:: WHAT THE EXERCISE ASKS ::
Could you reproduce every record below exactly as it stands?
=======
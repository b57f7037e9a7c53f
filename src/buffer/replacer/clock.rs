//! CLOCK (second chance) replacement policy.

use crate::buffer::replacer::{ReplacementStrategy, Replacer};
use crate::buffer::Frame;
use crate::common::FrameId;

/// Sweeps a hand around the slots, giving referenced frames a second chance.
///
/// At each frame the hand visits:
/// 1. If the reference bit is set, clear it and move on
/// 2. Else if the frame is unpinned, select it and park the hand after it
/// 3. Else move on
///
/// Reference bits of pinned frames are cleared too. The first full sweep
/// clears every bit, so two sweeps always find an unpinned frame if one
/// exists.
#[derive(Debug, Default)]
pub struct ClockReplacer {
    /// Slot the hand points at.
    hand: usize,
}

impl ClockReplacer {
    /// Create a new clock replacer with the hand at slot 0.
    pub fn new() -> Self {
        Self::default()
    }

    /// Current hand position.
    pub fn hand(&self) -> usize {
        self.hand
    }
}

impl Replacer for ClockReplacer {
    fn victim(&mut self, frames: &mut [Frame]) -> Option<FrameId> {
        let n = frames.len();
        if n == 0 || !frames.iter().any(Frame::is_evictable) {
            return None;
        }

        for _ in 0..2 * n {
            let idx = self.hand;
            self.hand = (self.hand + 1) % n;

            let frame = &mut frames[idx];
            if frame.reference_bit() {
                frame.clear_reference_bit();
            } else if frame.is_evictable() {
                return Some(FrameId::new(idx));
            }
        }
        None
    }

    fn strategy(&self) -> ReplacementStrategy {
        ReplacementStrategy::Clock
    }
}

#[cfg(test)]
mod tests {
    use super::*;
    use crate::buffer::replacer::test_util::unpinned_frames;

    #[test]
    fn test_clock_second_pass_takes_first_slot() {
        let mut frames = unpinned_frames(2);
        let mut replacer = ClockReplacer::new();

        assert_eq!(replacer.victim(&mut frames), Some(FrameId::new(0)));
        assert_eq!(replacer.hand(), 1);
        assert!(!frames[1].reference_bit());
    }

    #[test]
    fn test_clock_gives_referenced_frame_second_chance() {
        let mut frames = unpinned_frames(3);
        for frame in frames.iter_mut() {
            frame.clear_reference_bit();
        }
        frames[0].pin(10);
        frames[0].unpin();

        let mut replacer = ClockReplacer::new();
        assert_eq!(replacer.victim(&mut frames), Some(FrameId::new(1)));
        assert!(!frames[0].reference_bit());
        assert_eq!(replacer.hand(), 2);
    }

    #[test]
    fn test_clock_hand_persists_and_wraps() {
        let mut frames = unpinned_frames(3);
        for frame in frames.iter_mut() {
            frame.clear_reference_bit();
        }
        let mut replacer = ClockReplacer::new();

        assert_eq!(replacer.victim(&mut frames), Some(FrameId::new(0)));
        assert_eq!(replacer.victim(&mut frames), Some(FrameId::new(1)));
        assert_eq!(replacer.victim(&mut frames), Some(FrameId::new(2)));
        assert_eq!(replacer.hand(), 0);
        assert_eq!(replacer.victim(&mut frames), Some(FrameId::new(0)));
    }

    #[test]
    fn test_clock_clears_bits_of_pinned_frames() {
        let mut frames = unpinned_frames(2);
        frames[0].pin(10);

        let mut replacer = ClockReplacer::new();
        assert_eq!(replacer.victim(&mut frames), Some(FrameId::new(1)));
        assert!(!frames[0].reference_bit());
    }

    #[test]
    fn test_clock_all_pinned_leaves_bits_alone() {
        let mut frames = unpinned_frames(2);
        frames[0].pin(10);
        frames[1].pin(11);

        let mut replacer = ClockReplacer::new();
        assert_eq!(replacer.victim(&mut frames), None);
        assert!(frames[0].reference_bit());
        assert_eq!(replacer.hand(), 0);
    }
}
//! Common types shared across pagepool.
//!
//! This module contains the fundamental primitives:
//! - Configuration constants
//! - Error types
//! - Identifiers (PageId, FrameId)

pub mod config;
pub mod error;
mod frame_id;
mod page_id;

pub use error::{Error, Result};
pub use frame_id::FrameId;
pub use page_id::PageId;
//! Frame slot identifier.

use std::fmt;

/// Index of a slot in the buffer pool's frame table.
///
/// Frames live in a `Vec`, so the id is used directly as an index:
/// `frames[frame_id.index()]`.
#[derive(Debug, Clone, Copy, PartialEq, Eq, Hash, PartialOrd, Ord)]
pub struct FrameId(pub usize);

impl FrameId {
    /// Create a new FrameId.
    #[inline]
    pub fn new(id: usize) -> Self {
        FrameId(id)
    }

    /// The slot index.
    #[inline]
    pub fn index(&self) -> usize {
        self.0
    }
}

impl fmt::Display for FrameId {
    fn fmt(&self, f: &mut fmt::Formatter<'_>) -> fmt::Result {
        write!(f, "Frame({})", self.0)
    }
}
=======
:: EXERCISE RESPONSE ::
repository b57f7037e9a7c53f
filename src/buffer/replacer/clock.rs
//! CLOCK (second chance) replacement policy.

use crate::buffer::replacer::{ReplacementStrategy, Replacer};
use crate::buffer::Frame;
use crate::common::FrameId;

/// Sweeps a hand around the slots, giving referenced frames a second chance.
///
/// At each frame the hand visits:
/// 1. If the reference bit is set, clear it and move on
/// 2. Else if the frame is unpinned, select it and park the hand after it
/// 3. Else move on
///
/// Reference bits of pinned frames are cleared too. The first full sweep
/// clears every bit, so two sweeps always find an unpinned frame if one
/// exists.
#[derive(Debug, Default)]
pub struct ClockReplacer {
    /// Slot the hand points at.
    hand: usize,
}

impl ClockReplacer {
    /// Create a new clock replacer with the hand at slot 0.
    pub fn new() -> Self {
        Self::default()
    }

    /// Current hand position.
    pub fn hand(&self) -> usize {
        self.hand
    }
}

impl Replacer for ClockReplacer {
    fn victim(&mut self, frames: &mut [Frame]) -> Option<FrameId> {
        let n = frames.len();
        if n == 0 || !frames.iter().any(Frame::is_evictable) {
            return None;
        }

        for _ in 0..2 * n {
            let idx = self.hand;
            self.hand = (self.hand + 1) % n;

            let frame = &mut frames[idx];
            if frame.reference_bit() {
                frame.clear_reference_bit();
            } else if frame.is_evictable() {
                return Some(FrameId::new(idx));
            }
        }
        None
    }

    fn strategy(&self) -> ReplacementStrategy {
        ReplacementStrategy::Clock
    }
}

#[cfg(test)]
mod tests {
    use super::*;
    use crate::buffer::replacer::test_util::unpinned_frames;

    #[test]
    fn test_clock_second_pass_takes_first_slot() {
        let mut frames = unpinned_frames(2);
        let mut replacer = ClockReplacer::new();

        assert_eq!(replacer.victim(&mut frames), Some(FrameId::new(0)));
        assert_eq!(replacer.hand(), 1);
        assert!(!frames[1].reference_bit());
    }

    #[test]
    fn test_clock_gives_referenced_frame_second_chance() {
        let mut frames = unpinned_frames(3);
        for frame in frames.iter_mut() {
            frame.clear_reference_bit();
        }
        frames[0].pin(10);
        frames[0].unpin();

        let mut replacer = ClockReplacer::new();
        assert_eq!(replacer.victim(&mut frames), Some(FrameId::new(1)));
        assert!(!frames[0].reference_bit());
        assert_eq!(replacer.hand(), 2);
    }

    #[test]
    fn test_clock_hand_persists_and_wraps() {
        let mut frames = unpinned_frames(3);
        for frame in frames.iter_mut() {
            frame.clear_reference_bit();
        }
        let mut replacer = ClockReplacer::new();

        assert_eq!(replacer.victim(&mut frames), Some(FrameId::new(0)));
        assert_eq!(replacer.victim(&mut frames), Some(FrameId::new(1)));
        assert_eq!(replacer.victim(&mut frames), Some(FrameId::new(2)));
        assert_eq!(replacer.hand(), 0);
        assert_eq!(replacer.victim(&mut frames), Some(FrameId::new(0)));
    }

    #[test]
    fn test_clock_clears_bits_of_pinned_frames() {
        let mut frames = unpinned_frames(2);
        frames[0].pin(10);

        let mut replacer = ClockReplacer::new();
        assert_eq!(replacer.victim(&mut frames), Some(FrameId::new(1)));
        assert!(!frames[0].reference_bit());
    }

    #[test]
    fn test_clock_all_pinned_leaves_bits_alone() {
        let mut frames = unpinned_frames(2);
        frames[0].pin(10);
        frames[1].pin(11);

        let mut replacer = ClockReplacer::new();
        assert_eq!(replacer.victim(&mut frames), None);
        assert!(frames[0].reference_bit());
        assert_eq!(replacer.hand(), 0);
    }
}
//! Common types shared across pagepool.
//!
//! This module contains the fundamental primitives:
//! - Configuration constants
//! - Error types
//! - Identifiers (PageId, FrameId)

pub mod config;
pub mod error;
mod frame_id;
mod page_id;

pub use error::{Error, Result};
pub use frame_id::FrameId;
pub use page_id::PageId;
//! Frame slot identifier.

use std::fmt;

/// Index of a slot in the buffer pool's frame table.
///
/// Frames live in a `Vec`, so the id is used directly as an index:
/// `frames[frame_id.index()]`.
#[derive(Debug, Clone, Copy, PartialEq, Eq, Hash, PartialOrd, Ord)]
pub struct FrameId(pub usize);

impl FrameId {
    /// Create a new FrameId.
    #[inline]
    pub fn new(id: usize) -> Self {
        FrameId(id)
    }

    /// The slot index.
    #[inline]
    pub fn index(&self) -> usize {
        self.0
    }
}

impl fmt::Display for FrameId {
    fn fmt(&self, f: &mut fmt::Formatter<'_>) -> fmt::Result {
        write!(f, "Frame({})", self.0)
    }
}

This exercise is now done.